Collected data:

----------

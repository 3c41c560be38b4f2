//! Integration tests for the ledger engine and session authority against
//! the in-memory store.
//!
//! Covers the core properties: conservation of value, non-negativity,
//! atomicity of failed operations, concurrency safety, and
//! single-active-session semantics.

use proptest::prelude::*;

use merchmint_auth::{login, Credentials, SessionAuthority};
use merchmint_core::{LedgerError, STARTING_BALANCE};
use merchmint_ledger::LedgerEngine;

use crate::store::InMemoryLedgerStore;

fn quiet_logs() {
    merchmint_observability::init_with_default_filter("warn");
}

async fn funded_pair(store: &InMemoryLedgerStore) -> (merchmint_core::Account, merchmint_core::Account) {
    let sender = store.seed_account("sender@example.com", "hash", 1000).await;
    let receiver = store.seed_account("receiver@example.com", "hash", 1000).await;
    (sender, receiver)
}

#[tokio::test]
async fn transfer_moves_value_and_appends_one_ledger_entry() {
    quiet_logs();
    let store = InMemoryLedgerStore::new();
    let (sender, receiver) = funded_pair(&store).await;
    let engine = LedgerEngine::new(store.clone());

    let receipt = engine
        .transfer(&sender.email, &receiver.email, 100)
        .await
        .unwrap();

    assert_eq!(receipt.sender_balance, 900);
    assert_eq!(receipt.receiver_balance, 1100);
    assert_eq!(store.balance_of(sender.id).await, Some(900));
    assert_eq!(store.balance_of(receiver.id).await, Some(1100));

    let transfers = store.transfers().await;
    assert_eq!(transfers.len(), 1);
    assert_eq!(transfers[0].sender_email, sender.email);
    assert_eq!(transfers[0].receiver_email, receiver.email);
    assert_eq!(transfers[0].amount, 100);
}

#[tokio::test]
async fn transfer_to_unknown_recipient_is_rejected_before_any_debit() {
    quiet_logs();
    let store = InMemoryLedgerStore::new();
    let sender = store.seed_account("sender@example.com", "hash", 1000).await;
    let engine = LedgerEngine::new(store.clone());

    let err = engine
        .transfer(&sender.email, "nobody@example.com", 100)
        .await
        .unwrap_err();

    assert!(matches!(err, LedgerError::InvalidRecipient(_)));
    assert_eq!(store.balance_of(sender.id).await, Some(1000));
    assert!(store.transfers().await.is_empty());
}

#[tokio::test]
async fn self_transfer_is_rejected_without_state_change() {
    quiet_logs();
    let store = InMemoryLedgerStore::new();
    let sender = store.seed_account("sender@example.com", "hash", 1000).await;
    let engine = LedgerEngine::new(store.clone());

    let err = engine
        .transfer(&sender.email, &sender.email, 10)
        .await
        .unwrap_err();

    assert_eq!(err, LedgerError::SelfTransfer);
    assert_eq!(store.balance_of(sender.id).await, Some(1000));
    assert!(store.transfers().await.is_empty());
}

#[tokio::test]
async fn insufficient_transfer_leaves_both_balances_untouched() {
    quiet_logs();
    let store = InMemoryLedgerStore::new();
    let (sender, receiver) = funded_pair(&store).await;
    let engine = LedgerEngine::new(store.clone());

    let err = engine
        .transfer(&sender.email, &receiver.email, 1001)
        .await
        .unwrap_err();

    assert!(matches!(err, LedgerError::InsufficientFunds(_)));
    assert_eq!(store.balance_of(sender.id).await, Some(1000));
    assert_eq!(store.balance_of(receiver.id).await, Some(1000));
    assert!(store.transfers().await.is_empty());
}

#[tokio::test]
async fn purchase_debits_and_records_ownership_exactly_once() {
    quiet_logs();
    let store = InMemoryLedgerStore::new();
    let account = store.seed_account("buyer@example.com", "hash", 1000).await;
    store.seed_item("cup", 20).await;
    let engine = LedgerEngine::new(store.clone());

    let record = engine.purchase(account.id, "cup").await.unwrap();

    assert_eq!(record.item_name, "cup");
    assert_eq!(record.owner, account.id);
    assert_eq!(store.balance_of(account.id).await, Some(980));

    let inventory = store.inventory().await;
    assert_eq!(inventory.len(), 1);
    assert_eq!(inventory[0].id, record.id);
}

#[tokio::test]
async fn purchase_beyond_balance_changes_nothing() {
    quiet_logs();
    let store = InMemoryLedgerStore::new();
    let account = store.seed_account("buyer@example.com", "hash", 50).await;
    store.seed_item("powerbank", 100).await;
    let engine = LedgerEngine::new(store.clone());

    let err = engine.purchase(account.id, "powerbank").await.unwrap_err();

    assert!(matches!(err, LedgerError::InsufficientFunds(_)));
    assert_eq!(store.balance_of(account.id).await, Some(50));
    assert!(store.inventory().await.is_empty());
}

#[tokio::test]
async fn purchase_of_unknown_item_is_rejected() {
    quiet_logs();
    let store = InMemoryLedgerStore::new();
    let account = store.seed_account("buyer@example.com", "hash", 1000).await;
    let engine = LedgerEngine::new(store.clone());

    let err = engine.purchase(account.id, "unicorn").await.unwrap_err();

    assert!(matches!(err, LedgerError::ItemNotFound(_)));
    assert_eq!(store.balance_of(account.id).await, Some(1000));
    assert!(store.inventory().await.is_empty());
}

#[tokio::test(flavor = "multi_thread", worker_threads = 4)]
async fn concurrent_transfers_never_overdebit_a_shared_sender() {
    quiet_logs();
    let store = InMemoryLedgerStore::new();
    let sender = store.seed_account("sender@example.com", "hash", 100).await;
    let receiver = store.seed_account("receiver@example.com", "hash", 0).await;
    let engine = LedgerEngine::new(store.clone());

    // Ten transfers of 30 against a balance of 100: exactly three can fit.
    let mut handles = Vec::new();
    for _ in 0..10 {
        let engine = engine.clone();
        handles.push(tokio::spawn(async move {
            engine
                .transfer("sender@example.com", "receiver@example.com", 30)
                .await
        }));
    }

    let mut succeeded = 0u32;
    for handle in handles {
        match handle.await.unwrap() {
            Ok(_) => succeeded += 1,
            Err(err) => assert!(matches!(err, LedgerError::InsufficientFunds(_))),
        }
    }

    assert_eq!(succeeded, 3);
    assert_eq!(store.balance_of(sender.id).await, Some(10));
    assert_eq!(store.balance_of(receiver.id).await, Some(90));
    assert_eq!(store.transfers().await.len(), 3);
}

#[tokio::test]
async fn account_summary_reflects_history_and_holdings() {
    quiet_logs();
    let store = InMemoryLedgerStore::new();
    let (sender, receiver) = funded_pair(&store).await;
    store.seed_item("book", 50).await;
    let engine = LedgerEngine::new(store.clone());

    engine
        .transfer(&sender.email, &receiver.email, 200)
        .await
        .unwrap();
    engine.purchase(sender.id, "book").await.unwrap();

    let summary = engine.account_summary(sender.id).await.unwrap();
    assert_eq!(summary.balance, 750);
    assert_eq!(summary.transfers.len(), 1);
    assert_eq!(summary.inventory.len(), 1);
    assert_eq!(summary.inventory[0].item_name, "book");

    // The receiver sees the same transfer from the other side.
    let summary = engine.account_summary(receiver.id).await.unwrap();
    assert_eq!(summary.balance, 1200);
    assert_eq!(summary.transfers.len(), 1);
    assert!(summary.inventory.is_empty());
}

#[tokio::test]
async fn issuing_a_second_token_revokes_the_first() {
    quiet_logs();
    let store = InMemoryLedgerStore::new();
    let account = store.seed_account("user@example.com", "hash", 1000).await;
    let authority = SessionAuthority::new("secret");

    let first = authority
        .issue_token(&store, account.id, &account.email)
        .await
        .unwrap();
    assert!(authority.check_access(&store, &first, account.id).await.unwrap());

    let second = authority
        .issue_token(&store, account.id, &account.email)
        .await
        .unwrap();

    assert!(!authority.check_access(&store, &first, account.id).await.unwrap());
    assert!(authority.check_access(&store, &second, account.id).await.unwrap());
    assert_eq!(store.tokens().await.len(), 1);
}

#[tokio::test]
async fn check_access_denies_a_token_presented_for_another_account() {
    quiet_logs();
    let store = InMemoryLedgerStore::new();
    let owner = store.seed_account("owner@example.com", "hash", 1000).await;
    let other = store.seed_account("other@example.com", "hash", 1000).await;
    let authority = SessionAuthority::new("secret");

    let token = authority
        .issue_token(&store, owner.id, &owner.email)
        .await
        .unwrap();

    assert!(authority.check_access(&store, &token, owner.id).await.unwrap());
    assert!(!authority.check_access(&store, &token, other.id).await.unwrap());
    assert!(!authority
        .check_access(&store, "never-issued", owner.id)
        .await
        .unwrap());
}

#[tokio::test]
async fn issued_tokens_decode_to_their_account() {
    quiet_logs();
    let store = InMemoryLedgerStore::new();
    let account = store.seed_account("user@example.com", "hash", 1000).await;
    let authority = SessionAuthority::new("secret");

    let token = authority
        .issue_token(&store, account.id, &account.email)
        .await
        .unwrap();

    let claims = authority.decode_token(&token).unwrap();
    assert_eq!(claims.sub, account.id);
    assert_eq!(claims.email, account.email);
    assert!(!claims.is_expired(chrono::Utc::now()));
}

#[tokio::test]
async fn first_login_creates_the_account_with_the_starting_grant() {
    quiet_logs();
    let store = InMemoryLedgerStore::new();
    let authority = SessionAuthority::new("secret");
    let credentials = Credentials {
        email: "new@example.com".into(),
        password_hash: "hash".into(),
    };

    let outcome = login(&store, &authority, &credentials).await.unwrap();
    assert!(outcome.created);
    assert_eq!(outcome.account.balance, STARTING_BALANCE);
    assert!(authority
        .check_access(&store, &outcome.token, outcome.account.id)
        .await
        .unwrap());
}

#[tokio::test]
async fn relogin_invalidates_the_previous_session() {
    quiet_logs();
    let store = InMemoryLedgerStore::new();
    let authority = SessionAuthority::new("secret");
    let credentials = Credentials {
        email: "user@example.com".into(),
        password_hash: "hash".into(),
    };

    let first = login(&store, &authority, &credentials).await.unwrap();
    let second = login(&store, &authority, &credentials).await.unwrap();

    assert!(!second.created);
    assert_eq!(first.account.id, second.account.id);
    assert!(!authority
        .check_access(&store, &first.token, first.account.id)
        .await
        .unwrap());
    assert!(authority
        .check_access(&store, &second.token, second.account.id)
        .await
        .unwrap());
}

#[tokio::test]
async fn login_with_a_wrong_hash_is_rejected_and_keeps_the_session() {
    quiet_logs();
    let store = InMemoryLedgerStore::new();
    let authority = SessionAuthority::new("secret");
    let credentials = Credentials {
        email: "user@example.com".into(),
        password_hash: "hash".into(),
    };

    let outcome = login(&store, &authority, &credentials).await.unwrap();

    let wrong = Credentials {
        email: "user@example.com".into(),
        password_hash: "other-hash".into(),
    };
    let err = login(&store, &authority, &wrong).await.unwrap_err();

    assert_eq!(err, LedgerError::InvalidCredentials);
    // The failed attempt must not disturb the live session.
    assert!(authority
        .check_access(&store, &outcome.token, outcome.account.id)
        .await
        .unwrap());
}

proptest! {
    #![proptest_config(ProptestConfig {
        cases: 64,
        ..ProptestConfig::default()
    })]

    /// Conservation: no sequence of transfers, successful or rejected,
    /// changes the total balance, and no balance ever goes negative.
    #[test]
    fn transfer_sequences_conserve_total_balance(
        amounts in prop::collection::vec(1i64..1500, 1..24)
    ) {
        let rt = tokio::runtime::Runtime::new().unwrap();
        let (before, after, non_negative) = rt.block_on(async move {
            let store = InMemoryLedgerStore::new();
            let a = store.seed_account("a@example.com", "hash", 1000).await;
            let b = store.seed_account("b@example.com", "hash", 1000).await;
            let engine = LedgerEngine::new(store.clone());

            let before = store.total_balance().await;
            for (i, amount) in amounts.iter().enumerate() {
                let (from, to) = if i % 2 == 0 {
                    ("a@example.com", "b@example.com")
                } else {
                    ("b@example.com", "a@example.com")
                };
                // Insufficient funds is an acceptable outcome; anything else
                // would mean the fake store broke an invariant.
                match engine.transfer(from, to, *amount).await {
                    Ok(_) => {}
                    Err(LedgerError::InsufficientFunds(_)) => {}
                    Err(other) => panic!("unexpected transfer failure: {other}"),
                }
            }

            let non_negative = store.balance_of(a.id).await.unwrap() >= 0
                && store.balance_of(b.id).await.unwrap() >= 0;
            (before, store.total_balance().await, non_negative)
        });

        prop_assert_eq!(before, after);
        prop_assert!(non_negative);
    }
}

----------

*Work instruction*
Look above for the line holding "let (from, to)" and the line holding "broke an invariant.", then output exactly those two lines and every line between them, nothing more.

*Result for this exercise*
                let (from, to) = if i % 2 == 0 {
                    ("a@example.com", "b@example.com")
                } else {
                    ("b@example.com", "a@example.com")
                };
                // Insufficient funds is an acceptable outcome; anything else
                // would mean the fake store broke an invariant.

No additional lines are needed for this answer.